Advertisement

A King’s Ransom Is at Stake in Libel Suit by Ex-McNall Associate

Share via

Breaking the bank. . . . Truth or tabloid? . . . Remembering Henri Paul and Dodi.

Former L.A. Kings owner Bruce McNall is hardly getting lonely up at the federal prison in Lompoc, where visitors have included even the Great One, Wayne Gretzky. Now comes lawyer Robert L. Wilson, who will make the trip north in a week or two to take McNall’s deposition in a libel case.

Wilson represents Thomas Kempf, once the president of First Los Angeles Bank, which was caught up in McNall’s admitted scheme to bilk banks, a securities firm and his own National Hockey League team out of millions. That misadventure cost several financial institutions $236 million, and McNall, who had grown accustomed to the finer things in life, nearly six years of freedom.

Kempf is suing Time Inc. over an article in Fortune magazine last February. He contends that the story portrayed him as a badly dressed drunkard who lent millions to McNall after being bribed with a $40,000 interest in thoroughbred racehorses.

Advertisement

The article also was posted on Fortune’s Internet site.

Kempf is seeking damages in excess of $15 million from the magazine, two writers and a number of Internet servers, including American Online, Earthlink and Prodigy.

The case could explore new legal issues, such as who bears legal responsibility for allegedly defamatory material on the Internet, lawyer Wilson said.

To support Kempf’s case, the lawsuit quotes language from a federal bankruptcy judge, who had found no evidence that Kempf was bribed by McNall or gave him special treatment before McNall’s financial house of cards began to fold in 1993.

Advertisement

The Kings owner declared bankruptcy, the team was sold, and McNall began serving a 70-month federal sentence in March for multiple counts of bank fraud and conspiracy.

First Los Angeles Bank was acquired in 1995 by City National Bank. Kempf, who was not charged in the investigation, is retired.

A spokesman for Time declined comment, saying the lawsuit had not yet been served.

DANCES WITH LAWYERS: Speaking of libel cases, Kevin Costner is at it again. He is suing another Euro mag for libel and invasion of privacy in connection with an article that portrayed the star as a Don Juan and unwilling father to his youngest son, Liam.

Advertisement

In his lawsuit, filed in U.S. District Court in Los Angeles, the actor and Oscar-winning director of “Dances With Wolves” denies ever speaking to anyone from the Spanish magazine Hola! or its sister publication, Hello!

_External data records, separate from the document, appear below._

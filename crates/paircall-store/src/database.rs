//! Database connection management.
//!
//! The [`Database`] struct owns a [`rusqlite::Connection`] and guarantees that
//! migrations are run before any other operation.

use std::path::{Path, PathBuf};

use directories::ProjectDirs;
use rusqlite::Connection;

use crate::error::{Result, StoreError};
use crate::migrations;

const DB_FILE_NAME: &str = "paircall.db";

/// Wrapper around a [`rusqlite::Connection`].
pub struct Database {
    conn: Connection,
}

impl Database {
    /// Open (or create) the default application database.
    ///
    /// The database file is placed in the platform-appropriate data directory:
    /// - Linux:   `~/.local/share/paircall/paircall.db`
    /// - macOS:   `~/Library/Application Support/com.paircall.paircall/paircall.db`
    /// - Windows: `{FOLDERID_RoamingAppData}\paircall\paircall\data\paircall.db`
    pub fn new() -> Result<Self> {
        let project_dirs =
            ProjectDirs::from("com", "paircall", "paircall").ok_or(StoreError::NoDataDir)?;
        Self::open_in(project_dirs.data_dir())
    }

    /// Open (or create) the database file inside `dir`, creating the
    /// directory if needed.
    pub fn open_in(dir: &Path) -> Result<Self> {
        std::fs::create_dir_all(dir)?;
        let db_path = dir.join(DB_FILE_NAME);

        tracing::info!(path = %db_path.display(), "opening database");

        Self::open_at(&db_path)
    }

    /// Open (or create) a database at an explicit path.
    pub fn open_at(path: &Path) -> Result<Self> {
        let conn = Connection::open(path)?;

        conn.pragma_update(None, "journal_mode", "WAL")?;

        migrations::run_migrations(&conn)?;

        Ok(Self { conn })
    }

    pub fn conn(&self) -> &Connection {
        &self.conn
    }

    /// Return the filesystem path of the open database (if any).
    pub fn path(&self) -> Option<PathBuf> {
        self.conn.path().map(PathBuf::from)
    }
}
use serde::{Deserialize, Serialize};

use crate::constants::{INBOX_FIELD, STATUS_FIELD, USERS_ROOT};
use crate::error::ProtocolError;

/// Opaque identifier of one installed client instance.
///
/// Ids double as directory keys, so they may not contain the characters
/// the realtime database reserves for paths.
#[derive(Debug, Clone, Serialize, Deserialize, PartialEq, Eq, PartialOrd, Ord, Hash)]
#[serde(try_from = "String", into = "String")]
pub struct ParticipantId(String);

impl ParticipantId {
    pub fn parse(s: &str) -> Result<Self, ProtocolError> {
        let valid = !s.is_empty()
            && !s
                .chars()
                .any(|c| matches!(c, '/' | '.' | '#' | '$' | '[' | ']') || c.is_control());
        if valid {
            Ok(Self(s.to_string()))
        } else {
            Err(ProtocolError::InvalidParticipantId(s.to_string()))
        }
    }

    /// Caller guarantees `s` is non-empty and free of reserved characters.
    pub(crate) fn from_trusted(s: String) -> Self {
        Self(s)
    }

    pub fn as_str(&self) -> &str {
        &self.0
    }

    /// `users/{id}/status`
    pub fn status_path(&self) -> String {
        format!("{USERS_ROOT}/{}/{STATUS_FIELD}", self.0)
    }

    /// `users/{id}/data`
    pub fn inbox_path(&self) -> String {
        format!("{USERS_ROOT}/{}/{INBOX_FIELD}", self.0)
    }
}

impl TryFrom<String> for ParticipantId {
    type Error = ProtocolError;

    fn try_from(value: String) -> Result<Self, Self::Error> {
        Self::parse(&value)
    }
}

impl From<ParticipantId> for String {
    fn from(id: ParticipantId) -> Self {
        id.0
    }
}

impl std::fmt::Display for ParticipantId {
    fn fmt(&self, f: &mut std::fmt::Formatter<'_>) -> std::fmt::Result {
        f.write_str(&self.0)
    }
}

impl std::str::FromStr for ParticipantId {
    type Err = ProtocolError;

    fn from_str(s: &str) -> Result<Self, Self::Err> {
        Self::parse(s)
    }
}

In the articles, Costner is quoted as saying a former girlfriend “ensnared” him by getting pregnant with Liam.

“I’d like to be able to say [my children] are all equal in my eyes, but that wouldn’t be true. My first three children were wished for, while Liam, through no fault of his own, has been forced on me,” Costner is quoted as saying in the article. “I’m afraid that he’ll never mean the same to me as the others.”

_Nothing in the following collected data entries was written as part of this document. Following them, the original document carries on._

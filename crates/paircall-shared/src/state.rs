use chrono::{DateTime, Utc};
use serde::{Deserialize, Serialize};

use crate::protocol::Status;
use crate::types::ParticipantId;

/// Client-local view of the matchmaking phase. Never persisted.
#[derive(Debug, Clone, PartialEq, Eq, Default)]
pub enum MatchState {
    /// Subscription started, no record observed yet
    #[default]
    New,
    Idle,
    LookingForMatch,
    OfferedMatch(ParticipantId),
    ReceivedMatch(ParticipantId),
    Connected,
}

impl MatchState {
    pub fn partner(&self) -> Option<&ParticipantId> {
        match self {
            Self::OfferedMatch(p) | Self::ReceivedMatch(p) => Some(p),
            _ => None,
        }
    }

    /// Offered or received, but not yet connected.
    pub fn is_pending_match(&self) -> bool {
        matches!(self, Self::OfferedMatch(_) | Self::ReceivedMatch(_))
    }
}

impl From<Status> for MatchState {
    fn from(status: Status) -> Self {
        match status {
            Status::Idle => Self::Idle,
            Status::LookingForMatch => Self::LookingForMatch,
            Status::OfferedMatch(p) => Self::OfferedMatch(p),
            Status::ReceivedMatch(p) => Self::ReceivedMatch(p),
            Status::Connected => Self::Connected,
        }
    }
}

/// One line of the chat transcript shown next to the call.
#[derive(Debug, Clone, PartialEq, Eq, Serialize, Deserialize)]
pub struct ChatEntry {
    pub text: String,
    pub is_mine: bool,
    pub timestamp: DateTime<Utc>,
}

impl ChatEntry {
    pub fn mine(text: impl Into<String>) -> Self {
        Self {
            text: text.into(),
            is_mine: true,
            timestamp: Utc::now(),
        }
    }

    pub fn theirs(text: impl Into<String>) -> Self {
        Self {
            text: text.into(),
            is_mine: false,
            timestamp: Utc::now(),
        }
    }
}
//! Persisted participant identity.

use paircall_shared::constants::USER_ID_KEY;
use paircall_shared::identity::generate_participant_id;
use paircall_shared::types::ParticipantId;

use crate::database::Database;
use crate::error::{Result, StoreError};

impl Database {
    /// Return the participant id stored under `user_id_key`, generating and
    /// persisting a new one on first access (or if the stored value is empty).
    pub fn load_or_create_participant_id(&self) -> Result<ParticipantId> {
        match self.get_value(USER_ID_KEY)? {
            Some(stored) if !stored.is_empty() => {
                ParticipantId::parse(&stored).map_err(|e| StoreError::Corrupt {
                    key: USER_ID_KEY.to_string(),
                    reason: e.to_string(),
                })
            }
            _ => {
                let id = generate_participant_id();
                self.put_value(USER_ID_KEY, id.as_str())?;
                tracing::info!(participant = %id, "generated new participant id");
                Ok(id)
            }
        }
    }
}

#[cfg(test)]
mod tests {
    use super::*;

    #[test]
    fn id_is_stable_across_reopen() {
        let dir = tempfile::tempdir().unwrap();

        let first = Database::open_in(dir.path())
            .unwrap()
            .load_or_create_participant_id()
            .unwrap();
        let second = Database::open_in(dir.path())
            .unwrap()
            .load_or_create_participant_id()
            .unwrap();

        assert_eq!(first, second);
    }

    #[test]
    fn empty_value_is_regenerated() {
        let dir = tempfile::tempdir().unwrap();
        let db = Database::open_in(dir.path()).unwrap();
        db.put_value(USER_ID_KEY, "").unwrap();

        let id = db.load_or_create_participant_id().unwrap();
        assert_eq!(db.get_value(USER_ID_KEY).unwrap().as_deref(), Some(id.as_str()));
    }

    #[test]
    fn corrupt_value_is_reported() {
        let dir = tempfile::tempdir().unwrap();
        let db = Database::open_in(dir.path()).unwrap();
        db.put_value(USER_ID_KEY, "bad/id").unwrap();

        assert!(matches!(
            db.load_or_create_participant_id(),
            Err(StoreError::Corrupt { .. })
        ));
    }
}
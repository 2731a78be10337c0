//! Matchmaking state machine.
//!
//! The matchmaker runs in a dedicated tokio task and reacts to four
//! independent streams: this participant's Status Record, its inbox, events
//! from the media engine, and commands from the application. Status
//! notifications drive the phase transitions:
//!
//! ```text
//! New ──▶ LookingForMatch ──claim──▶ OfferedMatch(p) ──┐
//!              ▲    │                                   ├──▶ Connected
//!              │    └──claimed by p──▶ ReceivedMatch(p) ┘        │
//!              └──────────── timeout / next_match ◀──────────────┘
//! ```
//!
//! The side that *receives* a match creates the media session and sends the
//! offer. The claiming side answers once the offer shows up in its inbox.

use std::sync::Arc;

use tokio::sync::{mpsc, oneshot, watch};
use tokio::task::JoinHandle;
use tokio::time::{sleep_until, Instant};
use tokio_util::sync::CancellationToken;
use tracing::{debug, info, trace, warn};

use paircall_directory::Directory;
use paircall_media::{
    ConnectionState, DescriptionKind, MediaEngine, MediaEvent, SessionRole, SessionSlot,
};
use paircall_shared::protocol::{SignalEnvelope, Status};
use paircall_shared::state::{ChatEntry, MatchState};
use paircall_shared::types::ParticipantId;

use crate::backoff::SearchBackoff;
use crate::config::MatchmakerConfig;
use crate::error::{ClientError, Result};
use crate::signaling::{InboxEvents, SignalingChannel, StatusEvents};

const SHUTDOWN_WRITE_TIMEOUT: std::time::Duration = std::time::Duration::from_secs(2);

/// Requests from the application into the matchmaker task.
#[derive(Debug)]
pub enum MatchCommand {
    SendChat {
        text: String,
        reply: oneshot::Sender<Result<()>>,
    },
    NextMatch {
        reply: oneshot::Sender<Result<()>>,
    },
    LeaveMatch {
        reply: oneshot::Sender<Result<()>>,
    },
}

/// Cloneable access to a running matchmaker: observe its state and
/// transcript, and issue commands.
#[derive(Clone)]
pub struct MatchmakerView {
    participant: ParticipantId,
    cmd_tx: mpsc::Sender<MatchCommand>,
    state_rx: watch::Receiver<MatchState>,
    transcript_rx: watch::Receiver<Vec<ChatEntry>>,
}

impl MatchmakerView {
    pub fn participant(&self) -> &ParticipantId {
        &self.participant
    }

    pub fn state(&self) -> MatchState {
        self.state_rx.borrow().clone()
    }

    pub fn watch_state(&self) -> watch::Receiver<MatchState> {
        self.state_rx.clone()
    }

    pub fn transcript(&self) -> Vec<ChatEntry> {
        self.transcript_rx.borrow().clone()
    }

    pub fn watch_transcript(&self) -> watch::Receiver<Vec<ChatEntry>> {
        self.transcript_rx.clone()
    }

    /// Append `text` to the transcript and deliver it to the partner.
    pub async fn send_chat(&self, text: impl Into<String>) -> Result<()> {
        let text = text.into();
        self.request(|reply| MatchCommand::SendChat { text, reply })
            .await
    }

    /// Abandon the current partner (if any) and search again.
    pub async fn next_match(&self) -> Result<()> {
        self.request(|reply| MatchCommand::NextMatch { reply }).await
    }

    /// Abandon the current partner (if any) and stop searching.
    pub async fn leave_match(&self) -> Result<()> {
        self.request(|reply| MatchCommand::LeaveMatch { reply }).await
    }

    async fn request(
        &self,
        make: impl FnOnce(oneshot::Sender<Result<()>>) -> MatchCommand,
    ) -> Result<()> {
        let (reply, rx) = oneshot::channel();
        self.cmd_tx
            .send(make(reply))
            .await
            .map_err(|_| ClientError::ActorGone)?;
        rx.await.map_err(|_| ClientError::ActorGone)?
    }
}

/// Owning handle to a running matchmaker. Dereferences to its
/// [`MatchmakerView`].
pub struct MatchmakerHandle {
    view: MatchmakerView,
    cancel: CancellationToken,
    task: JoinHandle<()>,
}

impl MatchmakerHandle {
    pub fn clone_view(&self) -> MatchmakerView {
        self.view.clone()
    }

    /// Cancel the session and wait for the task to finish.
    pub async fn shutdown(self) {
        self.cancel.cancel();
        if let Err(e) = self.task.await {
            warn!(error = %e, "matchmaker task failed");
        }
    }
}

impl std::ops::Deref for MatchmakerHandle {
    type Target = MatchmakerView;

    fn deref(&self) -> &MatchmakerView {
        &self.view
    }
}

pub struct Matchmaker {
    channel: SignalingChannel,
    slot: SessionSlot,
    state: MatchState,
    partner: Option<ParticipantId>,
    backoff: SearchBackoff,
    match_timeout: std::time::Duration,
    search_at: Option<Instant>,
    match_deadline: Option<Instant>,
    state_tx: watch::Sender<MatchState>,
    transcript_tx: watch::Sender<Vec<ChatEntry>>,
}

The article also quotes Costner as saying, “To me women are like a drug: I like them all.”

And it has Costner calling movie making his hobby and golf his profession.

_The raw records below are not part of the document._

//! v001 -- Initial schema creation.

use rusqlite::Connection;

const UP_SQL: &str = r#"
CREATE TABLE IF NOT EXISTS kv (
    key        TEXT PRIMARY KEY NOT NULL,
    value      TEXT NOT NULL,
    updated_at TEXT NOT NULL DEFAULT (strftime('%Y-%m-%dT%H:%M:%fZ', 'now'))
);
"#;

pub fn up(conn: &Connection) -> rusqlite::Result<()> {
    conn.execute_batch(UP_SQL)
}
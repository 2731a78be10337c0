use serde::{Deserialize, Serialize};
use serde_json::Value;

use crate::error::ProtocolError;
use crate::types::ParticipantId;

/// Matchmaking phase published in a Status Record.
#[derive(Debug, Clone, Copy, PartialEq, Eq, Serialize, Deserialize)]
pub enum StatusKind {
    Idle,
    LookingForMatch,
    OfferedMatch,
    ReceivedMatch,
    Connected,
}

impl StatusKind {
    pub fn as_str(&self) -> &'static str {
        match self {
            Self::Idle => "Idle",
            Self::LookingForMatch => "LookingForMatch",
            Self::OfferedMatch => "OfferedMatch",
            Self::ReceivedMatch => "ReceivedMatch",
            Self::Connected => "Connected",
        }
    }
}

/// Status Record as stored at `users/{id}/status`.
#[derive(Debug, Clone, PartialEq, Eq, Serialize, Deserialize)]
pub struct StatusRecord {
    #[serde(rename = "type")]
    pub kind: StatusKind,
    #[serde(rename = "participant", default, skip_serializing_if = "Option::is_none")]
    pub partner: Option<ParticipantId>,
}

/// Validated view of a Status Record: the partner is present exactly when
/// the kind needs one.
#[derive(Debug, Clone, PartialEq, Eq)]
pub enum Status {
    Idle,
    LookingForMatch,
    OfferedMatch(ParticipantId),
    ReceivedMatch(ParticipantId),
    Connected,
}

impl Status {
    pub fn kind(&self) -> StatusKind {
        match self {
            Self::Idle => StatusKind::Idle,
            Self::LookingForMatch => StatusKind::LookingForMatch,
            Self::OfferedMatch(_) => StatusKind::OfferedMatch,
            Self::ReceivedMatch(_) => StatusKind::ReceivedMatch,
            Self::Connected => StatusKind::Connected,
        }
    }

    pub fn partner(&self) -> Option<&ParticipantId> {
        match self {
            Self::OfferedMatch(p) | Self::ReceivedMatch(p) => Some(p),
            _ => None,
        }
    }

    pub fn to_value(&self) -> Result<Value, ProtocolError> {
        Ok(serde_json::to_value(StatusRecord::from(self))?)
    }

    /// Decode a raw directory value. An absent record, unknown kind or a
    /// missing partner all fail; callers route failures to self-heal.
    pub fn from_value(value: Option<&Value>) -> Result<Self, ProtocolError> {
        let value = match value {
            None | Some(Value::Null) => return Err(ProtocolError::MissingStatus),
            Some(v) => v,
        };
        let record: StatusRecord = serde_json::from_value(value.clone())?;
        Self::try_from(record)
    }
}

impl From<&Status> for StatusRecord {
    fn from(status: &Status) -> Self {
        Self {
            kind: status.kind(),
            partner: status.partner().cloned(),
        }
    }
}

impl TryFrom<StatusRecord> for Status {
    type Error = ProtocolError;

    fn try_from(record: StatusRecord) -> Result<Self, Self::Error> {
        match record.kind {
            StatusKind::Idle => Ok(Self::Idle),
            StatusKind::LookingForMatch => Ok(Self::LookingForMatch),
            StatusKind::Connected => Ok(Self::Connected),
            StatusKind::OfferedMatch => record
                .partner
                .map(Self::OfferedMatch)
                .ok_or(ProtocolError::MissingPartner("OfferedMatch")),
            StatusKind::ReceivedMatch => record
                .partner
                .map(Self::ReceivedMatch)
                .ok_or(ProtocolError::MissingPartner("ReceivedMatch")),
        }
    }
}

/// Payload carried through a recipient's single-slot inbox.
#[derive(Debug, Clone, PartialEq, Eq, Serialize, Deserialize)]
#[serde(tag = "type", content = "data")]
pub enum SignalEnvelope {
    /// SDP offer
    Offer(String),
    /// SDP answer
    Answer(String),
    /// Connectivity candidate, opaque to this system
    IceCandidate(String),
    /// Chat line typed by the partner
    Chat(String),
}

impl SignalEnvelope {
    pub fn label(&self) -> &'static str {
        match self {
            Self::Offer(_) => "offer",
            Self::Answer(_) => "answer",
            Self::IceCandidate(_) => "ice",
            Self::Chat(_) => "chat",
        }
    }

    pub fn to_value(&self) -> Result<Value, ProtocolError> {
        Ok(serde_json::to_value(self)?)
    }

    /// Decode an inbox value. Some writers store the envelope as a
    /// JSON-encoded string instead of an object; both are accepted.
    pub fn from_value(value: &Value) -> Result<Self, ProtocolError> {
        match value {
            Value::Null => Err(ProtocolError::MalformedEnvelope("empty inbox".into())),
            Value::String(s) => Ok(serde_json::from_str(s)?),
            other => Ok(serde_json::from_value(other.clone())?),
        }
    }
}
use paircall_directory::DirectoryError;
use paircall_media::MediaError;
use paircall_shared::error::ProtocolError;
use thiserror::Error;

#[derive(Error, Debug)]
pub enum ClientError {
    #[error("Directory error: {0}")]
    Directory(#[from] DirectoryError),

    #[error("Protocol error: {0}")]
    Protocol(#[from] ProtocolError),

    #[error("Media error: {0}")]
    Media(#[from] MediaError),

    #[error("No current partner")]
    NoPartner,

    #[error("Matchmaker has stopped")]
    ActorGone,
}

pub type Result<T> = std::result::Result<T, ClientError>;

All “pure fiction,” according to the lawsuit filed by attorney Barry Langberg.

In March, Costner sued Hello! in Los Angeles Superior Court over a similar article; that case is pending. In the lawsuit, Langberg said it appeared that allegedly false quotes were taken from the English version and translated for its sister publication.

DODI DEAREST: Kelly Fisher, the Malibu model who sued Dodi Fayed for breach of contract after he allegedly dumped her for Princess Diana, appeared Friday before a magistrate in Paris. The magistrate continues to investigate the crash that killed Diana, Fayed and their driver Henri Paul, and has sought input from Fisher, said her lawyer, Gloria Allred.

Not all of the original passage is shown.